DIRECTIONS FOR THIS TASK
The lines to copy are those in the listing below that contain the word "instrument".

RECORDS SUPPLIED
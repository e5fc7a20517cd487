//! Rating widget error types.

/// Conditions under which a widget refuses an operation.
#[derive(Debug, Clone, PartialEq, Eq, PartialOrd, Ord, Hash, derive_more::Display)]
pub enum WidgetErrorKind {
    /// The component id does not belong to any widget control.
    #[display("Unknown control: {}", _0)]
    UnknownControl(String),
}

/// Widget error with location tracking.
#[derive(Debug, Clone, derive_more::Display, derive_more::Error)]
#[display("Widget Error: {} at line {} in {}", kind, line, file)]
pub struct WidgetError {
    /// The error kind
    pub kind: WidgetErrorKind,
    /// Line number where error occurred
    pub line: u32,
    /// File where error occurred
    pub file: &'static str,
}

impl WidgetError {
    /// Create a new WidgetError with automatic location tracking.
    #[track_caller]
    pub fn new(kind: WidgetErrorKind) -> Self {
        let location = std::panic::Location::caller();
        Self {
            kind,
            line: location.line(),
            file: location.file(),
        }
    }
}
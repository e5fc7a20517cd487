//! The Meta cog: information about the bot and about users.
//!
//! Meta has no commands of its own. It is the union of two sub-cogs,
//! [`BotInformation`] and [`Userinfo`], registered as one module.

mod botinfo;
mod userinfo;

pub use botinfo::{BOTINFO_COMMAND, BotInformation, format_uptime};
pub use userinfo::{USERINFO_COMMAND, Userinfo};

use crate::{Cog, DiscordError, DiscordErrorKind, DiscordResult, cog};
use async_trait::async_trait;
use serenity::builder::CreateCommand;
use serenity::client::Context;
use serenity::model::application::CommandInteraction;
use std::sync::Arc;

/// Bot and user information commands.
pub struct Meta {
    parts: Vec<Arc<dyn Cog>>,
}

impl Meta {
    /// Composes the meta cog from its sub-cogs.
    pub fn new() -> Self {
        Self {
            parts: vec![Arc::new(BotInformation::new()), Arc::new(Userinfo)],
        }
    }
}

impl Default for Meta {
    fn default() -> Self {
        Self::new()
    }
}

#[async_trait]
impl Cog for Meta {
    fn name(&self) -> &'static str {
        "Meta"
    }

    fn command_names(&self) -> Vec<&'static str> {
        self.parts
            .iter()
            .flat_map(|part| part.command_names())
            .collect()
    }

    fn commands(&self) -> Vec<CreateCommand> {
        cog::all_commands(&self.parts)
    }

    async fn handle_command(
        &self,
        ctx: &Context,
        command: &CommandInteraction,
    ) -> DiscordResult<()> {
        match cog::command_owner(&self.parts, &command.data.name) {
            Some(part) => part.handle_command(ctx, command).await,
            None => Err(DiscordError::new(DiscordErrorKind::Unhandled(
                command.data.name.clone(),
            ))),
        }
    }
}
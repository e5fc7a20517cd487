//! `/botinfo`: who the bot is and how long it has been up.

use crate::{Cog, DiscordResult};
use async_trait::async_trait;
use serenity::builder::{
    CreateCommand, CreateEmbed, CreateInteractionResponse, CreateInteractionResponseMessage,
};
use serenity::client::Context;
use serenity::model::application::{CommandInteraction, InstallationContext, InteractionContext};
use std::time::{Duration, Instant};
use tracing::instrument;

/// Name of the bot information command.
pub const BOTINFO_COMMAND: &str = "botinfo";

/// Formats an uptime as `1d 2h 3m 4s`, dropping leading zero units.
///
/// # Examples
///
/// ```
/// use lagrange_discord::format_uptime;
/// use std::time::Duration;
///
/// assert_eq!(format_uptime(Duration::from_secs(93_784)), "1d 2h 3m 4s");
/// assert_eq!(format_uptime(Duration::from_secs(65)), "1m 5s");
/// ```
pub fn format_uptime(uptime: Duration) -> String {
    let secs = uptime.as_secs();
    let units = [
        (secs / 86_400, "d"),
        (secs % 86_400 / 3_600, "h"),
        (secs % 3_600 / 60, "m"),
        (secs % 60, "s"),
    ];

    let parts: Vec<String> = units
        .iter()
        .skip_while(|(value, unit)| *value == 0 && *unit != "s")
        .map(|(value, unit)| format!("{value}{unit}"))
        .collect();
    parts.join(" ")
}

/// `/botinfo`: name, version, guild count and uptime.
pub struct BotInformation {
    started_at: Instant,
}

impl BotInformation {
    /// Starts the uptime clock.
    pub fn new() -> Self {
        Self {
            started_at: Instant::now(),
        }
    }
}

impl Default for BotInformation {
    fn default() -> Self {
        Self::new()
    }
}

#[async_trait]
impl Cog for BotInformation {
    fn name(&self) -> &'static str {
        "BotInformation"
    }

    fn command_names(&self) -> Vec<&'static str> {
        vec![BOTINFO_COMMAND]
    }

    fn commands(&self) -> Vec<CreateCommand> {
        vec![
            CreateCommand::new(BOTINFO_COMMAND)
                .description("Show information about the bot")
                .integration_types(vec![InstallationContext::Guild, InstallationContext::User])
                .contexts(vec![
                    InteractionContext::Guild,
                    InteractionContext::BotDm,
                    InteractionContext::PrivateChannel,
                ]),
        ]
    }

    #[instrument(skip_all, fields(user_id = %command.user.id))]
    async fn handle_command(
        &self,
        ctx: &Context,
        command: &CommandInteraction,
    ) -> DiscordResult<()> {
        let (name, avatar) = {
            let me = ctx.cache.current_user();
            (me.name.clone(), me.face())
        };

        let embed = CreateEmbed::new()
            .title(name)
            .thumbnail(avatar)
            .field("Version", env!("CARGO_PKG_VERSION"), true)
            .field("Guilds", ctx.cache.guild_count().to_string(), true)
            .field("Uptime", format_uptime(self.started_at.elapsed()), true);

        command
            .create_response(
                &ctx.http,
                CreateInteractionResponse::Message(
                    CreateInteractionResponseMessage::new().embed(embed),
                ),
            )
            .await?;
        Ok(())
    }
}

...

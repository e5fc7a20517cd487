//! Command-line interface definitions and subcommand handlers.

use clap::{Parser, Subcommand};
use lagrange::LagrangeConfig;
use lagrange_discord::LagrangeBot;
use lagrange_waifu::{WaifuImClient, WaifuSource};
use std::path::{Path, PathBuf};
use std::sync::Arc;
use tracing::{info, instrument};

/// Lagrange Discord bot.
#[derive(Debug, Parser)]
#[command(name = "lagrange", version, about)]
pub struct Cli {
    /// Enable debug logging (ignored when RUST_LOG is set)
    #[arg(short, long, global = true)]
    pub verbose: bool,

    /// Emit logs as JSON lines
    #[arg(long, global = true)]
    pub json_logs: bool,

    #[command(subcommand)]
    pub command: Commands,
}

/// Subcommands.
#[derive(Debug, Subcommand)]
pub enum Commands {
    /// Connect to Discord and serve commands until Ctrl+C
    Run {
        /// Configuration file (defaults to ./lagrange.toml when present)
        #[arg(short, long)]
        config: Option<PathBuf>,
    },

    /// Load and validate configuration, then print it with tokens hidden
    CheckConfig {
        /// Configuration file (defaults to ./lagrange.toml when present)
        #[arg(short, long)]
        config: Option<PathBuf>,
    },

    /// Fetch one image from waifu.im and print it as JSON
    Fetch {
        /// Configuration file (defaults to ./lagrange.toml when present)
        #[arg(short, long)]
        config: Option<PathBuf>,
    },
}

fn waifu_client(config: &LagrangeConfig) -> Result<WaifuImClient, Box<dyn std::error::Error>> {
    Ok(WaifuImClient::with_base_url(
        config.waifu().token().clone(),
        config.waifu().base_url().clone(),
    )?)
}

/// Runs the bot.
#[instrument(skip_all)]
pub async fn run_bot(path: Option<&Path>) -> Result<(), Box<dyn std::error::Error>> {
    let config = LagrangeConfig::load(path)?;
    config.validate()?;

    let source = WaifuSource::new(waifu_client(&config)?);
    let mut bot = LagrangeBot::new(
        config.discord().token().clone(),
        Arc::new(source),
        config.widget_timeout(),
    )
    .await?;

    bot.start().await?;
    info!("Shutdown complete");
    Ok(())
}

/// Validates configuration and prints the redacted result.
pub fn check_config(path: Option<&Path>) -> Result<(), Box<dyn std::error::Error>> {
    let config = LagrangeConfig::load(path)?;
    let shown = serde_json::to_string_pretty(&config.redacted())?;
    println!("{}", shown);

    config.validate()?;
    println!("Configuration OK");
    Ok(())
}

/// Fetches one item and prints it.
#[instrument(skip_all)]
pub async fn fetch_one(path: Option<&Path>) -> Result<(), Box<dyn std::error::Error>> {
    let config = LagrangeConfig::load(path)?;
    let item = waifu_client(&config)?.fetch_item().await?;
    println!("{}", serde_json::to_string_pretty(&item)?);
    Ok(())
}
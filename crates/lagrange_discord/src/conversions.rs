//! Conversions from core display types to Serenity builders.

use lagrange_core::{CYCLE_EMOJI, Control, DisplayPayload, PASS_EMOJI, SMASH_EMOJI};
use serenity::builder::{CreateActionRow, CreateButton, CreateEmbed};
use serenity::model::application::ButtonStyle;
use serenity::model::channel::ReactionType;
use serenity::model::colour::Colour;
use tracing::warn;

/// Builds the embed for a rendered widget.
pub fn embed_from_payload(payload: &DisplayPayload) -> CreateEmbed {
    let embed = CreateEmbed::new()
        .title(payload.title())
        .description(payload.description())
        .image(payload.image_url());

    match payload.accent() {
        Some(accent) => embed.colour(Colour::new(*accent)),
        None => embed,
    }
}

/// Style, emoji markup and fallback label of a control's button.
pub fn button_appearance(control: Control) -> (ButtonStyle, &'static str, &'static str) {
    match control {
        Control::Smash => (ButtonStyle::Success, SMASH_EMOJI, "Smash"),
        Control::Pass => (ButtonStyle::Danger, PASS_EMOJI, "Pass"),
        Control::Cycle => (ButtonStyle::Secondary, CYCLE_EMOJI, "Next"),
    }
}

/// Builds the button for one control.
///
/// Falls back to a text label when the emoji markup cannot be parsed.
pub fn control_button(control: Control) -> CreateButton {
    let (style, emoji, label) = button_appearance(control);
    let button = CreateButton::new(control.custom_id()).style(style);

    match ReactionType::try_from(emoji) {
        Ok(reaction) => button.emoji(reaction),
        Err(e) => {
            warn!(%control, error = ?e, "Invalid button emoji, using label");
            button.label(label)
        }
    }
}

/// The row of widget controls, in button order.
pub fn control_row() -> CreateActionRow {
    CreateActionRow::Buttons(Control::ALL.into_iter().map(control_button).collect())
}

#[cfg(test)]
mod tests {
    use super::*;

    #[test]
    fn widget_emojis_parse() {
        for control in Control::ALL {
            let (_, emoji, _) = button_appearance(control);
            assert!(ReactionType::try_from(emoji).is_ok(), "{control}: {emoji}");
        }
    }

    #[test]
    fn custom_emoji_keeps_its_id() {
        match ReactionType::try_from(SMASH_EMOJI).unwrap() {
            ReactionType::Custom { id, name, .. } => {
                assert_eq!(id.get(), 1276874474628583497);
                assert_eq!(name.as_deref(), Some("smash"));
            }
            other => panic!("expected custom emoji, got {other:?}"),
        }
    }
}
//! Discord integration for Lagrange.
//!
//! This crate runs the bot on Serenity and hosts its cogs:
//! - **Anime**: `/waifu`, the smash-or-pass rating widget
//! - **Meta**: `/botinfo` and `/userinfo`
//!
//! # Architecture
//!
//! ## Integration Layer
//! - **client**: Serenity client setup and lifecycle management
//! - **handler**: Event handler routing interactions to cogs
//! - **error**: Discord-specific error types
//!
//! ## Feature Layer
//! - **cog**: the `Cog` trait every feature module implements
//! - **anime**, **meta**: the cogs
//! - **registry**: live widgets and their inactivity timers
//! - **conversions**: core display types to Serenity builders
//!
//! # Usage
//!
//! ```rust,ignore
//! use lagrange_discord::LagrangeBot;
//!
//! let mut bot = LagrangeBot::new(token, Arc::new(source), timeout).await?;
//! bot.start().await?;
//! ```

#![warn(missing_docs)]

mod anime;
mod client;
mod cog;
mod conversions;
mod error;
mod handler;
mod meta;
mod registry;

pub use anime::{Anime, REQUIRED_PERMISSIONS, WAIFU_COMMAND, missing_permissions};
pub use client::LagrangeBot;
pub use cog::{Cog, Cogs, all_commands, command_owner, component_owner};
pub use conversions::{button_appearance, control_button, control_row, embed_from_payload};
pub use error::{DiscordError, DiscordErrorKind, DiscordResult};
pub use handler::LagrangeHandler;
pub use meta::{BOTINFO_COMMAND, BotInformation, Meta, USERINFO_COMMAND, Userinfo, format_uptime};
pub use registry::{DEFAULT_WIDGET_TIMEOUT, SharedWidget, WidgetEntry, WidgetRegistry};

OUTPUT OF THE EXERCISE
use tracing::instrument;
    #[instrument(skip_all, fields(user_id = %command.user.id))]
use tracing::{info, instrument};
#[instrument(skip_all)]
#[instrument(skip_all)]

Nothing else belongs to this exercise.